A belga afirma que estava muito preocupada antes de ter os papéis, pois em seu país o processo para conseguir tal autorização é longo e difícil. Existem vários processos pelos quais os suplicantes devem passar. “Não encontramos estes papéis em lojas”, brinca. Na Bélgica a eutanásia é permitida desde 2002. Lá os médicos podem auxiliar o paciente desde que ele tenha uma situação irreversível e esteja em sofrimento mental e físico constante.
Conforme reportagem do jornal Correio Braziliense, que discutiu a questão da eutanásia no Brasil, na Bélgica esta “relação entre o médico e o paciente precisa ser longa, e é preciso que o paciente manifeste desejo de morrer.” [1] Assim, como noticia o Le Monde, quase 1500 pessoas escolhem morrer por eutanásia a cada ano, sendo que a maioria delas é de pessoas com câncer e que, de acordo com estatísticas de 2013, as vítimas de transtornos mentais somam apenas 5% dos casos.
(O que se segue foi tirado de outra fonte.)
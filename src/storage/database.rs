use super::{KeyValueStore, StoreError};
use rusqlite::{params, Connection, OptionalExtension};
use std::fs;
use std::path::Path;
use std::time::{SystemTime, UNIX_EPOCH};

/// SQLite-based key-value storage
pub struct SqliteStore {
    conn: Connection,
}

impl std::fmt::Debug for SqliteStore {
    fn fmt(&self, f: &mut std::fmt::Formatter<'_>) -> std::fmt::Result {
        f.debug_struct("SqliteStore").finish_non_exhaustive()
    }
}

impl SqliteStore {
    /// Create or open the store at the given database path
    pub fn open(db_path: &Path) -> Result<Self, StoreError> {
        if let Some(parent) = db_path.parent() {
            fs::create_dir_all(parent)?;
        }

        let conn = Connection::open(db_path)?;
        Self::init(&conn)?;

        log::info!("Store opened at {:?}", db_path);

        Ok(Self { conn })
    }

    /// Open a store that lives only as long as this value
    pub fn open_in_memory() -> Result<Self, StoreError> {
        let conn = Connection::open_in_memory()?;
        Self::init(&conn)?;
        Ok(Self { conn })
    }

    fn init(conn: &Connection) -> rusqlite::Result<()> {
        conn.execute_batch(
            "
            CREATE TABLE IF NOT EXISTS kv (
                key TEXT PRIMARY KEY NOT NULL,
                value TEXT NOT NULL,
                updated_at INTEGER NOT NULL
            );
            ",
        )
    }

    /// List all stored keys
    pub fn keys(&self) -> Result<Vec<String>, StoreError> {
        let mut stmt = self.conn.prepare("SELECT key FROM kv ORDER BY key")?;
        let keys: Vec<String> = stmt
            .query_map([], |row| row.get(0))?
            .filter_map(|r| r.ok())
            .collect();
        Ok(keys)
    }

    /// Unix time of the last write to `key`
    pub fn updated_at(&self, key: &str) -> Result<Option<i64>, StoreError> {
        let time: Option<i64> = self
            .conn
            .query_row(
                "SELECT updated_at FROM kv WHERE key = ?1",
                params![key],
                |row| row.get(0),
            )
            .optional()?;
        Ok(time)
    }
}

impl KeyValueStore for SqliteStore {
    fn get(&self, key: &str) -> Result<Option<String>, StoreError> {
        let value: Option<String> = self
            .conn
            .query_row(
                "SELECT value FROM kv WHERE key = ?1",
                params![key],
                |row| row.get(0),
            )
            .optional()?;
        Ok(value)
    }

    fn set(&mut self, key: &str, value: &str) -> Result<(), StoreError> {
        let now = SystemTime::now()
            .duration_since(UNIX_EPOCH)
            .map(|d| d.as_secs() as i64)
            .unwrap_or(0);

        self.conn.execute(
            "INSERT INTO kv (key, value, updated_at)
             VALUES (?1, ?2, ?3)
             ON CONFLICT(key) DO UPDATE SET
                 value = ?2,
                 updated_at = ?3",
            params![key, value, now],
        )?;

        Ok(())
    }

    fn remove(&mut self, key: &str) -> Result<(), StoreError> {
        self.conn.execute("DELETE FROM kv WHERE key = ?1", params![key])?;
        Ok(())
    }
}
//! Keyboard selection over the suggestion dropdown.

/// Suggestions currently shown, with an optional highlighted entry
#[derive(Debug, Clone, Default, PartialEq, Eq)]
pub struct SuggestionList {
    items: Vec<String>,
    active: Option<usize>,
}

impl SuggestionList {
    /// Create a list with nothing highlighted
    pub fn new(items: Vec<String>) -> Self {
        Self { items, active: None }
    }

    pub fn items(&self) -> &[String] {
        &self.items
    }

    pub fn is_empty(&self) -> bool {
        self.items.is_empty()
    }

    pub fn active_index(&self) -> Option<usize> {
        self.active
    }

    /// Text of the highlighted suggestion
    pub fn active(&self) -> Option<&str> {
        self.active.and_then(|i| self.items.get(i)).map(String::as_str)
    }

    /// Move the highlight down, wrapping to the top
    pub fn select_next(&mut self) {
        if self.items.is_empty() {
            return;
        }
        self.active = match self.active {
            Some(i) if i + 1 < self.items.len() => Some(i + 1),
            Some(_) => Some(0),
            None => Some(0),
        };
    }

    /// Move the highlight up, wrapping to the bottom
    pub fn select_previous(&mut self) {
        if self.items.is_empty() {
            return;
        }
        self.active = match self.active {
            Some(i) if i > 0 => Some(i - 1),
            _ => Some(self.items.len() - 1),
        };
    }

    pub fn clear_selection(&mut self) {
        self.active = None;
    }
}
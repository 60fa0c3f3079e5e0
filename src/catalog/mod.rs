//! Bookmark categories and their links.
//!
//! Every operation takes `&self` and returns a new [`Catalog`]; when its
//! preconditions are not met it returns an unchanged copy.

pub mod defaults;

use crate::i18n::Rejection;
use crate::id;
use crate::settings::Language;
use serde::{Deserialize, Serialize};
use std::collections::HashSet;

/// A single bookmark
#[derive(Debug, Clone, PartialEq, Eq, Serialize, Deserialize)]
pub struct Link {
    pub id: String,
    pub title: String,
    pub url: String,
}

/// A titled, ordered group of links
#[derive(Debug, Clone, PartialEq, Eq, Serialize, Deserialize)]
pub struct Category {
    pub id: String,
    pub title: String,
    #[serde(default)]
    pub links: Vec<Link>,
}

impl Category {
    pub fn link(&self, id: &str) -> Option<&Link> {
        self.links.iter().find(|l| l.id == id)
    }
}

/// The ordered list of categories
#[derive(Debug, Clone, Default, PartialEq, Eq, Serialize, Deserialize)]
#[serde(transparent)]
pub struct Catalog {
    pub categories: Vec<Category>,
}

/// Prefix `https://` unless the URL already has an http(s) scheme
pub fn normalize_url(url: &str) -> String {
    let url = url.trim();
    let lower = url.to_ascii_lowercase();
    if lower.starts_with("http://") || lower.starts_with("https://") {
        url.to_string()
    } else {
        format!("https://{}", url)
    }
}

/// Move the item at `source` to the index `target` held before the move
fn move_item<T>(items: &mut Vec<T>, source: usize, target: usize) {
    let item = items.remove(source);
    items.insert(target, item);
}

impl Catalog {
    pub fn new(categories: Vec<Category>) -> Self {
        Self { categories }
    }

    /// The persisted catalog, or the defaults for `language` on first start
    pub fn initial(persisted: Option<Catalog>, language: Language) -> Self {
        match persisted {
            Some(catalog) => catalog,
            None => {
                log::info!("No stored catalog, using {} defaults", language.code());
                defaults::default_catalog(language)
            }
        }
    }

    pub fn category(&self, id: &str) -> Option<&Category> {
        self.categories.iter().find(|c| c.id == id)
    }

    fn position(&self, id: &str) -> Option<usize> {
        self.categories.iter().position(|c| c.id == id)
    }

    pub fn len(&self) -> usize {
        self.categories.len()
    }

    pub fn is_empty(&self) -> bool {
        self.categories.is_empty()
    }

    /// Check id uniqueness: categories within the catalog, links within
    /// their category. Returns a description of the first problem found.
    pub fn validate(&self) -> Result<(), String> {
        let mut category_ids = HashSet::new();
        for category in &self.categories {
            if !category_ids.insert(category.id.as_str()) {
                return Err(format!("duplicate category id '{}'", category.id));
            }

            let mut link_ids = HashSet::new();
            for link in &category.links {
                if !link_ids.insert(link.id.as_str()) {
                    return Err(format!(
                        "duplicate link id '{}' in category '{}'",
                        link.id, category.id
                    ));
                }
            }
        }
        Ok(())
    }

    /// Append an empty category, returning the new catalog and its id
    pub fn try_add_category(&self, title: &str) -> Result<(Catalog, String), Rejection> {
        let title = title.trim();
        if title.is_empty() {
            return Err(Rejection::EmptyTitle);
        }

        let category = Category {
            id: id::generate(),
            title: title.to_string(),
            links: Vec::new(),
        };
        let id = category.id.clone();

        let mut next = self.clone();
        next.categories.push(category);
        Ok((next, id))
    }

    pub fn add_category(&self, title: &str) -> Catalog {
        self.try_add_category(title)
            .map(|(catalog, _)| catalog)
            .unwrap_or_else(|reason| {
                log::debug!("Category not added: {:?}", reason);
                self.clone()
            })
    }

    pub fn delete_category(&self, id: &str) -> Catalog {
        let mut next = self.clone();
        next.categories.retain(|c| c.id != id);
        next
    }

    /// Append a link to a category, returning the new catalog and the link id
    pub fn try_add_link(
        &self,
        category_id: &str,
        title: &str,
        url: &str,
    ) -> Result<(Catalog, String), Rejection> {
        let title = title.trim();
        if title.is_empty() {
            return Err(Rejection::EmptyTitle);
        }
        if url.trim().is_empty() {
            return Err(Rejection::EmptyUrl);
        }
        let index = self
            .position(category_id)
            .ok_or(Rejection::UnknownCategory)?;

        let link = Link {
            id: id::generate(),
            title: title.to_string(),
            url: normalize_url(url),
        };
        let id = link.id.clone();

        let mut next = self.clone();
        next.categories[index].links.push(link);
        Ok((next, id))
    }

    pub fn add_link(&self, category_id: &str, title: &str, url: &str) -> Catalog {
        self.try_add_link(category_id, title, url)
            .map(|(catalog, _)| catalog)
            .unwrap_or_else(|reason| {
                log::debug!("Link not added to '{}': {:?}", category_id, reason);
                self.clone()
            })
    }

    pub fn delete_link(&self, category_id: &str, link_id: &str) -> Catalog {
        let mut next = self.clone();
        if let Some(category) = next.categories.iter_mut().find(|c| c.id == category_id) {
            category.links.retain(|l| l.id != link_id);
        }
        next
    }

    /// Rewrite default category titles into `language`; other titles are kept
    pub fn retranslate(&self, language: Language) -> Catalog {
        let mut next = self.clone();
        for category in &mut next.categories {
            if let Some(title) = defaults::translate_title(&category.title, language) {
                if category.title != title {
                    category.title = title.to_string();
                }
            }
        }
        next
    }

    /// Move category `source_id` to the position currently held by `target_id`
    pub fn reorder_categories(&self, source_id: &str, target_id: &str) -> Catalog {
        let mut next = self.clone();
        if source_id == target_id {
            return next;
        }

        let (Some(source), Some(target)) = (self.position(source_id), self.position(target_id))
        else {
            log::debug!("Category reorder ignored: '{}' -> '{}'", source_id, target_id);
            return next;
        };

        move_item(&mut next.categories, source, target);
        next
    }

    /// Move a link within one category, same semantics as
    /// [`Catalog::reorder_categories`]
    pub fn reorder_links(&self, category_id: &str, source_id: &str, target_id: &str) -> Catalog {
        let mut next = self.clone();
        if source_id == target_id {
            return next;
        }

        let Some(category) = next.categories.iter_mut().find(|c| c.id == category_id) else {
            return next;
        };

        let source = category.links.iter().position(|l| l.id == source_id);
        let target = category.links.iter().position(|l| l.id == target_id);
        match (source, target) {
            (Some(source), Some(target)) => move_item(&mut category.links, source, target),
            _ => log::debug!(
                "Link reorder ignored in '{}': '{}' -> '{}'",
                category_id,
                source_id,
                target_id
            ),
        }
        next
    }
}
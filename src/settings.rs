//! User preferences.
//!
//! Settings are a flat record. Persisted or imported JSON is merged over the
//! defaults one known field at a time through [`SettingChange::from_json`], so
//! unknown keys never reach the in-memory model and a badly typed value only
//! loses that one field.

use serde::{Deserialize, Serialize};
use serde_json::Value;

/// Interface language
#[derive(Debug, Clone, Copy, Default, PartialEq, Eq, Serialize, Deserialize)]
#[serde(rename_all = "lowercase")]
pub enum Language {
    #[default]
    En,
    Zh,
}

impl Language {
    /// Pick a language from a locale string such as `zh_CN.UTF-8` or `en-US`
    pub fn from_locale(locale: &str) -> Self {
        if locale.trim().to_lowercase().starts_with("zh") {
            Language::Zh
        } else {
            Language::En
        }
    }

    pub fn code(self) -> &'static str {
        match self {
            Language::En => "en",
            Language::Zh => "zh",
        }
    }
}

#[derive(Debug, Clone, Copy, Default, PartialEq, Eq, Serialize, Deserialize)]
#[serde(rename_all = "lowercase")]
pub enum Theme {
    #[default]
    System,
    Light,
    Dark,
}

/// How links inside a category are laid out
#[derive(Debug, Clone, Copy, Default, PartialEq, Eq, Serialize, Deserialize)]
#[serde(rename_all = "lowercase")]
pub enum LayoutMode {
    Card,
    #[default]
    List,
    Compact,
}

#[derive(Debug, Clone, Copy, Default, PartialEq, Eq, Serialize, Deserialize)]
#[serde(rename_all = "lowercase")]
pub enum BackgroundMode {
    #[default]
    Default,
    Color,
    Image,
}

/// All user preferences
#[derive(Debug, Clone, PartialEq, Serialize, Deserialize)]
#[serde(rename_all = "camelCase")]
pub struct Settings {
    pub language: Language,
    pub theme: Theme,
    pub layout_mode: LayoutMode,
    pub show_favicons: bool,
    pub show_shortcuts: bool,
    pub show_footer: bool,
    pub open_search_in_new_tab: bool,
    pub open_links_in_new_tab: bool,
    pub background_mode: BackgroundMode,
    pub background_color_light: String,
    pub background_color_dark: String,
    pub custom_wallpaper: String,
    pub wallpaper_blur: bool,
    pub greeting_name: String,
    /// Soft reference to the selected engine id
    #[serde(default, skip_serializing_if = "Option::is_none")]
    pub search_engine: Option<String>,
}

impl Default for Settings {
    fn default() -> Self {
        Self {
            language: Language::En,
            theme: Theme::System,
            layout_mode: LayoutMode::List,
            show_favicons: true,
            show_shortcuts: true,
            show_footer: true,
            open_search_in_new_tab: false,
            open_links_in_new_tab: false,
            background_mode: BackgroundMode::Default,
            background_color_light: String::new(),
            background_color_dark: String::new(),
            custom_wallpaper: String::new(),
            wallpaper_blur: false,
            greeting_name: String::new(),
            search_engine: None,
        }
    }
}

/// A single-field update
#[derive(Debug, Clone, PartialEq)]
pub enum SettingChange {
    Language(Language),
    Theme(Theme),
    LayoutMode(LayoutMode),
    ShowFavicons(bool),
    ShowShortcuts(bool),
    ShowFooter(bool),
    OpenSearchInNewTab(bool),
    OpenLinksInNewTab(bool),
    BackgroundMode(BackgroundMode),
    BackgroundColorLight(String),
    BackgroundColorDark(String),
    CustomWallpaper(String),
    WallpaperBlur(bool),
    GreetingName(String),
    SearchEngine(Option<String>),
}

/// Serialized names of every known field
pub const SETTING_KEYS: &[&str] = &[
    "language",
    "theme",
    "layoutMode",
    "showFavicons",
    "showShortcuts",
    "showFooter",
    "openSearchInNewTab",
    "openLinksInNewTab",
    "backgroundMode",
    "backgroundColorLight",
    "backgroundColorDark",
    "customWallpaper",
    "wallpaperBlur",
    "greetingName",
    "searchEngine",
];

impl SettingChange {
    /// Build a change from a serialized key and JSON value.
    ///
    /// Returns None for unknown keys and for values of the wrong type.
    pub fn from_json(key: &str, value: &Value) -> Option<Self> {
        fn parse<T: serde::de::DeserializeOwned>(key: &str, value: &Value) -> Option<T> {
            match serde_json::from_value(value.clone()) {
                Ok(parsed) => Some(parsed),
                Err(e) => {
                    log::warn!("Ignoring setting '{}': {}", key, e);
                    None
                }
            }
        }

        let change = match key {
            "language" => SettingChange::Language(parse(key, value)?),
            "theme" => SettingChange::Theme(parse(key, value)?),
            "layoutMode" => SettingChange::LayoutMode(parse(key, value)?),
            "showFavicons" => SettingChange::ShowFavicons(parse(key, value)?),
            "showShortcuts" => SettingChange::ShowShortcuts(parse(key, value)?),
            "showFooter" => SettingChange::ShowFooter(parse(key, value)?),
            "openSearchInNewTab" => SettingChange::OpenSearchInNewTab(parse(key, value)?),
            "openLinksInNewTab" => SettingChange::OpenLinksInNewTab(parse(key, value)?),
            "backgroundMode" => SettingChange::BackgroundMode(parse(key, value)?),
            "backgroundColorLight" => SettingChange::BackgroundColorLight(parse(key, value)?),
            "backgroundColorDark" => SettingChange::BackgroundColorDark(parse(key, value)?),
            "customWallpaper" => SettingChange::CustomWallpaper(parse(key, value)?),
            "wallpaperBlur" => SettingChange::WallpaperBlur(parse(key, value)?),
            "greetingName" => SettingChange::GreetingName(parse(key, value)?),
            "searchEngine" => SettingChange::SearchEngine(parse(key, value)?),
            _ => {
                log::debug!("Ignoring unknown setting '{}'", key);
                return None;
            }
        };

        Some(change)
    }
}

impl Settings {
    /// Defaults with the given interface language
    pub fn for_language(language: Language) -> Self {
        Self {
            language,
            ..Self::default()
        }
    }

    /// Settings at start-up.
    ///
    /// `persisted` is the raw stored JSON, if any. Its fields are merged over
    /// defaults whose language comes from `locale_hint`, so a stored language
    /// wins and the hint only fills in when none was stored.
    pub fn initial(persisted: Option<&str>, locale_hint: &str) -> Self {
        let base = Self::for_language(Language::from_locale(locale_hint));

        let Some(raw) = persisted else {
            return base;
        };

        match serde_json::from_str::<Value>(raw) {
            Ok(value) => base.merged(&value),
            Err(e) => {
                log::warn!("Stored settings are malformed, using defaults: {}", e);
                base
            }
        }
    }

    /// Merge a partial record over the defaults
    pub fn import_from(partial: &Value) -> Self {
        Self::default().merged(partial)
    }

    /// Merge every known field of `partial` over `self`.
    /// Anything that is not a JSON object leaves `self` unchanged.
    pub fn merged(&self, partial: &Value) -> Self {
        let Some(fields) = partial.as_object() else {
            log::warn!("Settings record is not an object, ignoring");
            return self.clone();
        };

        fields
            .iter()
            .filter_map(|(key, value)| SettingChange::from_json(key, value))
            .fold(self.clone(), |settings, change| settings.update(change))
    }

    /// Replace one field
    pub fn update(&self, change: SettingChange) -> Self {
        let mut next = self.clone();
        match change {
            SettingChange::Language(v) => next.language = v,
            SettingChange::Theme(v) => next.theme = v,
            SettingChange::LayoutMode(v) => next.layout_mode = v,
            SettingChange::ShowFavicons(v) => next.show_favicons = v,
            SettingChange::ShowShortcuts(v) => next.show_shortcuts = v,
            SettingChange::ShowFooter(v) => next.show_footer = v,
            SettingChange::OpenSearchInNewTab(v) => next.open_search_in_new_tab = v,
            SettingChange::OpenLinksInNewTab(v) => next.open_links_in_new_tab = v,
            SettingChange::BackgroundMode(v) => next.background_mode = v,
            SettingChange::BackgroundColorLight(v) => next.background_color_light = v,
            SettingChange::BackgroundColorDark(v) => next.background_color_dark = v,
            SettingChange::CustomWallpaper(v) => next.custom_wallpaper = v,
            SettingChange::WallpaperBlur(v) => next.wallpaper_blur = v,
            SettingChange::GreetingName(v) => next.greeting_name = v,
            SettingChange::SearchEngine(v) => next.search_engine = v,
        }
        next
    }
}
No Brasil a eutanásia é crime. Por isso a discussão deveria transcender o âmbito jurídico e estatal e levar em consideração situações como o da paratleta Marieke Vervoot, que vive o drama para além dos códigos de lei. Aliás, ela diz esperar que seu caso prove que “a eutanásia pode garantir a serenidade e até mesmo ajudar a prolongar a vida.” E também que seu caso “inspire outros países a introduzir essa legislação.” Como ainda não existe nenhum método para transferir a dor de quem passa por isso para aqueles que proíbem o processo da eutanásia em condições como a dela, seria fundamental que a discussão não fosse colocada no ostracismo e tratada como tabu.